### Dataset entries
= Beginning of Section =
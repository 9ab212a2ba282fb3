//! Pure transforms from raw backend payloads to view-model fragments.
//!
//! The backend is not consistent about envelopes: the same dataset shows up
//! as a bare array, as an object, or wrapped in `{"data": ...}`. Each
//! builder decodes its known shapes in a fixed order and rejects anything
//! else with a [`ShapeError`]. Inside a recognised shape, bad fields degrade
//! (skipped rows, `None` numbers) rather than failing the payload.

pub mod coal;
pub mod exchange;
pub mod export_total;
pub mod metrics;
pub mod monthly;
pub mod value_pie;

use serde_json::{Map, Value};
use thiserror::Error;

#[derive(Debug, Error, PartialEq, Eq)]
pub enum ShapeError {
    #[error("{dataset}: unexpected payload shape ({found})")]
    Unrecognized {
        dataset: &'static str,
        found: &'static str,
    },
}

impl ShapeError {
    pub(crate) fn unrecognized(dataset: &'static str, value: &Value) -> Self {
        ShapeError::Unrecognized {
            dataset,
            found: json_kind(value),
        }
    }
}

fn json_kind(value: &Value) -> &'static str {
    match value {
        Value::Null => "null",
        Value::Bool(_) => "boolean",
        Value::Number(_) => "number",
        Value::String(_) => "string",
        Value::Array(_) => "array",
        Value::Object(_) => "object",
    }
}

/// `{"data": {...}}` envelope around an object payload, when the object
/// does not itself carry any of the dataset's own keys.
fn object_envelope<'a>(map: &'a Map<String, Value>, own_keys: &[&str]) -> Option<&'a Value> {
    if own_keys.iter().any(|key| map.contains_key(*key)) {
        return None;
    }
    map.get("data").filter(|inner| inner.is_object())
}

/// Objects out of a row list; anything else in the list is dropped.
fn object_rows(rows: Vec<Value>) -> Vec<Map<String, Value>> {
    rows.into_iter()
        .filter_map(|row| match row {
            Value::Object(map) => Some(map),
            _ => None,
        })
        .collect()
}

/// Label text from a string or number field (`2025` and `"2025"` alike).
fn label_from(value: &Value) -> Option<String> {
    match value {
        Value::String(text) => Some(text.clone()),
        Value::Number(number) => Some(number.to_string()),
        _ => None,
    }
}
= End of Section =
### Exercise instructions
Each record must be output exactly, with none omitted.

### Solution for this exercise
repository 9ab212a2ba282fb3
//! Pure transforms from raw backend payloads to view-model fragments.
//!
//! The backend is not consistent about envelopes: the same dataset shows up
//! as a bare array, as an object, or wrapped in `{"data": ...}`. Each
//! builder decodes its known shapes in a fixed order and rejects anything
//! else with a [`ShapeError`]. Inside a recognised shape, bad fields degrade
//! (skipped rows, `None` numbers) rather than failing the payload.

pub mod coal;
pub mod exchange;
pub mod export_total;
pub mod metrics;
pub mod monthly;
pub mod value_pie;

use serde_json::{Map, Value};
use thiserror::Error;

#[derive(Debug, Error, PartialEq, Eq)]
pub enum ShapeError {
    #[error("{dataset}: unexpected payload shape ({found})")]
    Unrecognized {
        dataset: &'static str,
        found: &'static str,
    },
}

impl ShapeError {
    pub(crate) fn unrecognized(dataset: &'static str, value: &Value) -> Self {
        ShapeError::Unrecognized {
            dataset,
            found: json_kind(value),
        }
    }
}

fn json_kind(value: &Value) -> &'static str {
    match value {
        Value::Null => "null",
        Value::Bool(_) => "boolean",
        Value::Number(_) => "number",
        Value::String(_) => "string",
        Value::Array(_) => "array",
        Value::Object(_) => "object",
    }
}

/// `{"data": {...}}` envelope around an object payload, when the object
/// does not itself carry any of the dataset's own keys.
fn object_envelope<'a>(map: &'a Map<String, Value>, own_keys: &[&str]) -> Option<&'a Value> {
    if own_keys.iter().any(|key| map.contains_key(*key)) {
        return None;
    }
    map.get("data").filter(|inner| inner.is_object())
}

/// Objects out of a row list; anything else in the list is dropped.
fn object_rows(rows: Vec<Value>) -> Vec<Map<String, Value>> {
    rows.into_iter()
        .filter_map(|row| match row {
            Value::Object(map) => Some(map),
            _ => None,
        })
        .collect()
}

/// Label text from a string or number field (`2025` and `"2025"` alike).
fn label_from(value: &Value) -> Option<String> {
    match value {
        Value::String(text) => Some(text.clone()),
        Value::Number(number) => Some(number.to_string()),
        _ => None,
    }
}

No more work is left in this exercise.